Between Heaven and Earth

26301710It’s another book birthday! To celebrate I am sitting at my computer, eating a Dole Whip (alas, not at Disneyland unfortunately) and thinking about some of my favorite scenes in Between Heaven and Earth. This Power of the Matchmaker book was a challenge to write–a fine line to walk with the characters and the all too realistic situations they faced.

I’ve heard from readers already that some are leery to pick this story up, worried that they’ll encounter characters who cross a line they wouldn’t. While I cannot answer for everyone’s personal values, I can assure you that this book holds true to my own.

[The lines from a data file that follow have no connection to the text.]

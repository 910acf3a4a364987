// Copyright (C) 2026 Fred Clausen
// Use of this source code is governed by an MIT-style
// license that can be found in the LICENSE file or at
// https://opensource.org/licenses/MIT.

use crate::tests::helpers::{create_test_clock, create_test_seller, date, local_instant, time};
use crate::{
    Availability, AvailabilitySnapshot, BusinessClock, DaySchedule, Seller, SellerStatus,
    UnavailableReason, WorkSchedule, availability_snapshot, is_available_now, is_working_now,
    next_availability,
};
use chrono::{DateTime, TimeZone, Utc};

// 2026-03-02 is a Monday.
const MONDAY: (i32, u32, u32) = (2026, 3, 2);
const TUESDAY: (i32, u32, u32) = (2026, 3, 3);
const FRIDAY: (i32, u32, u32) = (2026, 3, 6);
const SATURDAY: (i32, u32, u32) = (2026, 3, 7);

fn unavailable(reason: UnavailableReason) -> Availability {
    Availability::Unavailable(reason)
}

#[test]
fn test_available_inside_working_hours() {
    let clock: BusinessClock = create_test_clock();
    let seller: Seller = create_test_seller(1);
    let now: DateTime<Utc> = local_instant(&clock, MONDAY, 10, 0);

    let result: Availability = is_available_now(&seller, now, &clock);

    assert_eq!(result, Availability::Available);
    assert!(result.is_available());
    assert_eq!(result.reason(), None);
    assert_eq!(result.as_str(), "available");
}

#[test]
fn test_offline_seller_is_unavailable_regardless_of_schedule() {
    let clock: BusinessClock = create_test_clock();
    let mut seller: Seller = create_test_seller(1);
    seller.status = SellerStatus::Offline;
    seller.work_schedule =
        WorkSchedule::uniform(&[0, 1, 2, 3, 4, 5, 6], time("00:00"), time("24:00")).unwrap();

    for (day, hour) in [(MONDAY, 10), (SATURDAY, 3), (FRIDAY, 23)] {
        let now: DateTime<Utc> = local_instant(&clock, day, hour, 0);
        assert_eq!(
            is_available_now(&seller, now, &clock),
            unavailable(UnavailableReason::Offline)
        );
    }
}

#[test]
fn test_busy_seller_is_still_assignable() {
    let clock: BusinessClock = create_test_clock();
    let mut seller: Seller = create_test_seller(1);
    seller.status = SellerStatus::Busy;

    let now: DateTime<Utc> = local_instant(&clock, MONDAY, 10, 0);

    assert!(is_available_now(&seller, now, &clock).is_available());
}

#[test]
fn test_day_off_overrides_working_hours() {
    let clock: BusinessClock = create_test_clock();
    let mut seller: Seller = create_test_seller(1);
    seller
        .days_off
        .insert(date(2026, 3, 2), Some(String::from("Medical")));

    let now: DateTime<Utc> = local_instant(&clock, MONDAY, 10, 0);

    assert_eq!(
        is_available_now(&seller, now, &clock),
        unavailable(UnavailableReason::DayOff)
    );
}

#[test]
fn test_day_off_on_another_date_has_no_effect() {
    let clock: BusinessClock = create_test_clock();
    let mut seller: Seller = create_test_seller(1);
    seller.days_off.insert(date(2026, 3, 3), None);

    let now: DateTime<Utc> = local_instant(&clock, MONDAY, 10, 0);

    assert!(is_available_now(&seller, now, &clock).is_available());
}

#[test]
fn test_weekend_is_outside_schedule() {
    let clock: BusinessClock = create_test_clock();
    let seller: Seller = create_test_seller(1);
    let now: DateTime<Utc> = local_instant(&clock, SATURDAY, 10, 0);

    assert_eq!(
        is_available_now(&seller, now, &clock),
        unavailable(UnavailableReason::OutsideSchedule)
    );
}

#[test]
fn test_disabled_weekday_is_outside_schedule() {
    let clock: BusinessClock = create_test_clock();
    let mut seller: Seller = create_test_seller(1);
    seller
        .work_schedule
        .set(1, DaySchedule::parse(false, "09:00", "17:00").unwrap())
        .unwrap();

    let now: DateTime<Utc> = local_instant(&clock, MONDAY, 10, 0);

    assert_eq!(
        is_available_now(&seller, now, &clock),
        unavailable(UnavailableReason::OutsideSchedule)
    );
}

#[test]
fn test_window_boundaries_are_half_open() {
    let clock: BusinessClock = create_test_clock();
    let seller: Seller = create_test_seller(1);

    let before: DateTime<Utc> = local_instant(&clock, MONDAY, 8, 59);
    let opening: DateTime<Utc> = local_instant(&clock, MONDAY, 9, 0);
    let last_minute: DateTime<Utc> = local_instant(&clock, MONDAY, 16, 59);
    let closing: DateTime<Utc> = local_instant(&clock, MONDAY, 17, 0);

    assert_eq!(
        is_available_now(&seller, before, &clock),
        unavailable(UnavailableReason::OutsideHours)
    );
    assert!(is_available_now(&seller, opening, &clock).is_available());
    assert!(is_available_now(&seller, last_minute, &clock).is_available());
    assert_eq!(
        is_available_now(&seller, closing, &clock),
        unavailable(UnavailableReason::OutsideHours)
    );
}

#[test]
fn test_full_seller_is_at_capacity() {
    let clock: BusinessClock = create_test_clock();
    let mut seller: Seller = create_test_seller(1);
    seller.current_clients = seller.max_clients;

    let now: DateTime<Utc> = local_instant(&clock, MONDAY, 10, 0);

    assert_eq!(
        is_available_now(&seller, now, &clock),
        unavailable(UnavailableReason::AtCapacity)
    );
    assert_eq!(UnavailableReason::AtCapacity.as_str(), "at capacity");
}

#[test]
fn test_checks_report_first_failure_in_order() {
    let clock: BusinessClock = create_test_clock();
    let mut seller: Seller = create_test_seller(1);
    seller.current_clients = seller.max_clients;
    seller.days_off.insert(date(2026, 3, 2), None);

    let now: DateTime<Utc> = local_instant(&clock, MONDAY, 10, 0);
    assert_eq!(
        is_available_now(&seller, now, &clock),
        unavailable(UnavailableReason::DayOff)
    );

    seller.status = SellerStatus::Offline;
    assert_eq!(
        is_available_now(&seller, now, &clock),
        unavailable(UnavailableReason::Offline)
    );
}

#[test]
fn test_evaluation_uses_business_timezone_not_utc() {
    let caracas: BusinessClock = create_test_clock();
    let utc: BusinessClock = BusinessClock::new(chrono_tz::UTC);
    let seller: Seller = create_test_seller(1);

    // 12:30 UTC is 08:30 in Caracas.
    let now: DateTime<Utc> = Utc.with_ymd_and_hms(2026, 3, 2, 12, 30, 0).unwrap();

    assert_eq!(
        is_available_now(&seller, now, &caracas),
        unavailable(UnavailableReason::OutsideHours)
    );
    assert!(is_available_now(&seller, now, &utc).is_available());
}

#[test]
fn test_day_off_uses_business_local_date() {
    let caracas: BusinessClock = create_test_clock();
    let utc: BusinessClock = BusinessClock::new(chrono_tz::UTC);
    let mut seller: Seller = create_test_seller(1);
    seller.work_schedule =
        WorkSchedule::uniform(&[0, 1, 2, 3, 4, 5, 6], time("00:00"), time("24:00")).unwrap();
    seller.days_off.insert(date(2026, 3, 2), None);

    // 02:00 UTC on the 3rd is still the 2nd in Caracas.
    let now: DateTime<Utc> = Utc.with_ymd_and_hms(2026, 3, 3, 2, 0, 0).unwrap();

    assert_eq!(
        is_available_now(&seller, now, &caracas),
        unavailable(UnavailableReason::DayOff)
    );
    assert!(is_available_now(&seller, now, &utc).is_available());
}

#[test]
fn test_next_availability_is_now_inside_window() {
    let clock: BusinessClock = create_test_clock();
    let seller: Seller = create_test_seller(1);
    let now: DateTime<Utc> = local_instant(&clock, MONDAY, 10, 0);

    assert_eq!(next_availability(&seller, now, &clock, 14), Some(now));
}

#[test]
fn test_next_availability_later_today() {
    let clock: BusinessClock = create_test_clock();
    let seller: Seller = create_test_seller(1);
    let now: DateTime<Utc> = local_instant(&clock, MONDAY, 7, 15);

    assert_eq!(
        next_availability(&seller, now, &clock, 14),
        Some(local_instant(&clock, MONDAY, 9, 0))
    );
}

#[test]
fn test_next_availability_after_hours_is_next_morning() {
    let clock: BusinessClock = create_test_clock();
    let seller: Seller = create_test_seller(1);
    let now: DateTime<Utc> = local_instant(&clock, MONDAY, 20, 0);

    assert_eq!(
        next_availability(&seller, now, &clock, 14),
        Some(local_instant(&clock, TUESDAY, 9, 0))
    );
}

#[test]
fn test_next_availability_skips_weekend() {
    let clock: BusinessClock = create_test_clock();
    let seller: Seller = create_test_seller(1);
    let now: DateTime<Utc> = local_instant(&clock, FRIDAY, 18, 0);

    assert_eq!(
        next_availability(&seller, now, &clock, 14),
        Some(local_instant(&clock, (2026, 3, 9), 9, 0))
    );
}

#[test]
fn test_next_availability_skips_days_off() {
    let clock: BusinessClock = create_test_clock();
    let mut seller: Seller = create_test_seller(1);
    seller.days_off.insert(date(2026, 3, 3), None);
    let now: DateTime<Utc> = local_instant(&clock, MONDAY, 20, 0);

    assert_eq!(
        next_availability(&seller, now, &clock, 14),
        Some(local_instant(&clock, (2026, 3, 4), 9, 0))
    );
}

#[test]
fn test_next_availability_ignores_status() {
    let clock: BusinessClock = create_test_clock();
    let mut seller: Seller = create_test_seller(1);
    seller.status = SellerStatus::Offline;
    let now: DateTime<Utc> = local_instant(&clock, MONDAY, 20, 0);

    assert_eq!(
        next_availability(&seller, now, &clock, 14),
        Some(local_instant(&clock, TUESDAY, 9, 0))
    );
}

#[test]
fn test_next_availability_none_without_schedule() {
    let clock: BusinessClock = create_test_clock();
    let mut seller: Seller = create_test_seller(1);
    seller.work_schedule = WorkSchedule::new();
    let now: DateTime<Utc> = local_instant(&clock, MONDAY, 10, 0);

    assert_eq!(next_availability(&seller, now, &clock, 14), None);
}

#[test]
fn test_next_availability_none_beyond_lookahead() {
    let clock: BusinessClock = create_test_clock();
    let seller: Seller = create_test_seller(1);
    let now: DateTime<Utc> = local_instant(&clock, FRIDAY, 18, 0);

    // Friday evening with a one-day lookahead sees only Friday.
    assert_eq!(next_availability(&seller, now, &clock, 1), None);
    // Saturday and Sunday are not enough either.
    assert_eq!(next_availability(&seller, now, &clock, 3), None);
    assert!(next_availability(&seller, now, &clock, 4).is_some());
}

#[test]
fn test_next_availability_none_when_every_day_is_off() {
    let clock: BusinessClock = create_test_clock();
    let mut seller: Seller = create_test_seller(1);
    for day in 2..=20 {
        seller.days_off.insert(date(2026, 3, day), None);
    }
    let now: DateTime<Utc> = local_instant(&clock, MONDAY, 10, 0);

    assert_eq!(next_availability(&seller, now, &clock, 14), None);
}

#[test]
fn test_next_availability_none_at_capacity() {
    let clock: BusinessClock = create_test_clock();
    let mut seller: Seller = create_test_seller(1);
    seller.current_clients = seller.max_clients;
    let now: DateTime<Utc> = local_instant(&clock, MONDAY, 10, 0);

    assert_eq!(next_availability(&seller, now, &clock, 14), None);
}

#[test]
fn test_resolve_local_steps_over_dst_gap() {
    let clock: BusinessClock = BusinessClock::from_name("America/New_York").unwrap();

    // Clocks jump from 02:00 to 03:00 on 2026-03-08 in New York.
    let resolved: DateTime<Utc> = clock
        .resolve_local(date(2026, 3, 8), time("02:30"))
        .unwrap();

    // 03:00 EDT is 07:00 UTC.
    assert_eq!(resolved, Utc.with_ymd_and_hms(2026, 3, 8, 7, 0, 0).unwrap());
}

#[test]
fn test_resolve_local_midnight_end_is_next_day() {
    let clock: BusinessClock = create_test_clock();

    let resolved: DateTime<Utc> = clock
        .resolve_local(date(2026, 3, 2), time("24:00"))
        .unwrap();

    assert_eq!(resolved, local_instant(&clock, TUESDAY, 0, 0));
}

#[test]
fn test_availability_snapshot_combines_checks() {
    let clock: BusinessClock = create_test_clock();
    let seller: Seller = create_test_seller(1);

    let open: DateTime<Utc> = local_instant(&clock, MONDAY, 10, 0);
    let snapshot: AvailabilitySnapshot = availability_snapshot(&seller, open, &clock, 14);
    assert!(snapshot.is_available);
    assert_eq!(snapshot.reason, None);
    assert_eq!(snapshot.next_available_at, Some(open));

    let closed: DateTime<Utc> = local_instant(&clock, MONDAY, 20, 0);
    let snapshot: AvailabilitySnapshot = availability_snapshot(&seller, closed, &clock, 14);
    assert!(!snapshot.is_available);
    assert_eq!(snapshot.reason, Some(UnavailableReason::OutsideHours));
    assert_eq!(
        snapshot.next_available_at,
        Some(local_instant(&clock, TUESDAY, 9, 0))
    );
}

#[test]
fn test_availability_snapshot_serializes_reason_text() {
    let clock: BusinessClock = create_test_clock();
    let mut seller: Seller = create_test_seller(1);
    seller.current_clients = seller.max_clients;

    let now: DateTime<Utc> = local_instant(&clock, MONDAY, 10, 0);
    let json: serde_json::Value =
        serde_json::to_value(availability_snapshot(&seller, now, &clock, 14)).unwrap();

    assert_eq!(json["isAvailable"], false);
    assert_eq!(json["reason"], "at capacity");
    assert!(json["nextAvailableAt"].is_null());
}

#[test]
fn test_is_working_now_ignores_status_and_capacity() {
    let clock: BusinessClock = create_test_clock();
    let mut seller: Seller = create_test_seller(1);
    seller.status = SellerStatus::Offline;
    seller.current_clients = seller.max_clients;

    assert!(is_working_now(
        &seller,
        local_instant(&clock, MONDAY, 10, 0),
        &clock
    ));
    assert!(!is_working_now(
        &seller,
        local_instant(&clock, SATURDAY, 10, 0),
        &clock
    ));
}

It’s a clean romance about two adults facing some incredibly difficult situations–situations that ultimately (along with the Matchmaker, Miss Pearl) bring them together. But–and here is the key–only after keeping them apart.

To give you a hint of what I’m talking about, I’m sharing one of my favorite scenes today. It’s one that marks a turning point in Matt and Cassie’s relationship, where each realize that the friendship they have could be so much more, if only they would allow it. Starting you mid scene, here’s the background.

Matt feels he’s floundering quite a bit as a parent. He wasn’t around much before his wife died, and he’s paying for it in spades now, as he tries to care for his two little boys. When the youngest gets sent home from preschool with lice (see what serious romance material awaits you!), he’s more than a little freaked out and calls Cassie for help. She comes to his rescue, and after treating the boys and then leaving them in her mother’s care, Matt and Cassie head to his apartment for more lice control. It’s the first time they’ve been alone together, and unromantic as the situation is, they quickly realize it needs to be the last time they’re alone.

 

“I wanted to preserve something of our old home, something of Jenna’s,” Matt said. “I got the idea that the bedroom would be the place to do it. You know.” He shrugged then walked past Cassie into the room. “This is the furniture and bedding she picked out. That’s the nightstand where she kept her water glass and jewelry at night. The pictures of us—” All traces of lightheartedness fled his expression, replaced by a bleakness so encompassing that Matt dropped to the bed, sitting hunched over as if weary. “The pictures are to remind me of what could have been.”

“What do you mean?” Cassie took a step closer, concerned with the change that had come over him. She knew Matt well enough to recognize his tone of self-recrimination. “There’s nothing you could have done to stop her aneurysm. It’s just one of those things that happened.” For all the times she’d heard such lame sentiments herself, Cassie couldn’t quite believe she was feeding them to someone else now.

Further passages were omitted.